Kotaku Game DiaryDaily thoughts from a Kotaku staffer about a game we're playing.  

There’s a certain trick that smart game designers use to mess with their players. You’ll finish a level, all satisfied and cocky about it, and then the next stage will look exactly the same, with a twist. Maybe it’s missing the crate that was the lynchpin of your first strategy, or maybe there’s an extra enemy blocking the path. “Ha, you thought you were better than me,” declares the game. “You are not.” Baba Is You is the master of this design trick.

Baba Is You, which came out earlier this month on Steam and Switch, is a puzzle game about manipulating rules. You move blocks around a two-dimensional screen, and when you connect different words, they’ll dictate the game’s logic. “Baba Is You” gives you control of a little sheep. “Rock Is Push” allows rocks to be pushed. “Baba Is Rock” will turn your sheep into a rock, but be careful—if Baba Is You and there’s no more Baba, that means you no longer have an avatar, which means you’ll have to restart or undo your last move. The goal is to create a win state—“[object] Is Win”—and then move your avatar on top of it, a process that sounds far easier than it actually is. (The good news: you can rewind all of your moves with the press of a button, allowing for experimentation with zero consequences.)

The more you play Baba Is You, the more you learn that it’s all about experimenting, breaking, and subverting your expectations in every possible way.
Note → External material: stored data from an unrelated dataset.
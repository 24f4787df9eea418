use glam::Vec3;

use crate::paint::Color;

/// Light variants understood by every backend.
#[derive(Debug, Copy, Clone, PartialEq)]
pub enum LightKind {
    /// Uniform fill from every direction.
    Ambient,
    /// Sky color from above blending into `ground` from below.
    Hemisphere { ground: Color },
    /// Parallel rays travelling from `position` toward `target`.
    Directional { target: Vec3 },
    /// Cone from `position` toward `target`.
    ///
    /// `angle` is the half-angle in radians, `penumbra` the soft fraction of
    /// the cone edge in `[0, 1]`, `distance` the cut-off range (0 = infinite).
    Spot {
        target: Vec3,
        distance: f32,
        angle: f32,
        penumbra: f32,
        decay: f32,
    },
    /// Omni light with range cut-off `distance` (0 = infinite).
    Point { distance: f32, decay: f32 },
}

#[derive(Debug, Copy, Clone, PartialEq)]
pub struct Light {
    pub kind: LightKind,
    pub color: Color,
    pub intensity: f32,
    pub position: Vec3,
}

impl Light {
    pub fn ambient(color: Color, intensity: f32) -> Self {
        Self { kind: LightKind::Ambient, color, intensity, position: Vec3::ZERO }
    }

    pub fn hemisphere(sky: Color, ground: Color, intensity: f32) -> Self {
        Self {
            kind: LightKind::Hemisphere { ground },
            color: sky,
            intensity,
            position: Vec3::Y,
        }
    }

    pub fn directional(color: Color, intensity: f32) -> Self {
        Self {
            kind: LightKind::Directional { target: Vec3::ZERO },
            color,
            intensity,
            position: Vec3::Y,
        }
    }

    pub fn spot(color: Color, intensity: f32, distance: f32, angle: f32, penumbra: f32, decay: f32) -> Self {
        Self {
            kind: LightKind::Spot { target: Vec3::ZERO, distance, angle, penumbra, decay },
            color,
            intensity,
            position: Vec3::Y,
        }
    }

    pub fn point(color: Color, intensity: f32, distance: f32, decay: f32) -> Self {
        Self {
            kind: LightKind::Point { distance, decay },
            color,
            intensity,
            position: Vec3::ZERO,
        }
    }

    /// Moves the light.
    pub fn at(mut self, position: Vec3) -> Self {
        self.position = position;
        self
    }

    /// Sets the aim point of directional and spot lights; other kinds ignore it.
    pub fn aimed_at(mut self, aim: Vec3) -> Self {
        match &mut self.kind {
            LightKind::Directional { target } | LightKind::Spot { target, .. } => *target = aim,
            LightKind::Ambient | LightKind::Hemisphere { .. } | LightKind::Point { .. } => {}
        }
        self
    }

    /// Unit direction the light travels, for directional and spot lights.
    pub fn direction(&self) -> Option<Vec3> {
        match self.kind {
            LightKind::Directional { target } | LightKind::Spot { target, .. } => {
                (target - self.position).try_normalize()
            }
            _ => None,
        }
    }
}

#[cfg(test)]
mod tests {
    use super::*;

    #[test]
    fn spot_aims_from_position_to_target() {
        let l = Light::spot(Color::WHITE, 1.0, 80.0, 0.6, 0.45, 1.2)
            .at(Vec3::new(0.0, 10.0, 0.0))
            .aimed_at(Vec3::ZERO);
        assert_eq!(l.direction(), Some(Vec3::NEG_Y));
    }

    #[test]
    fn aiming_a_point_light_changes_nothing() {
        let l = Light::point(Color::WHITE, 0.35, 40.0, 2.0).at(Vec3::X);
        assert_eq!(l.aimed_at(Vec3::Z), l);
        assert_eq!(l.direction(), None);
    }

    #[test]
    fn degenerate_aim_has_no_direction() {
        let l = Light::directional(Color::WHITE, 1.0).at(Vec3::ONE).aimed_at(Vec3::ONE);
        assert_eq!(l.direction(), None);
    }
}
You might think you’ve come up with a clever solution to a puzzle only to find that there’s a rule in your way, like “Door Is Door,” which prevents doors from transforming into other objects. Sometimes you can only win by changing who you control, sometimes you can only win with precise movement, and sometimes you can only win by twisting your brain around like a pretzel in hopes that somehow, in some way, the answer will pop out.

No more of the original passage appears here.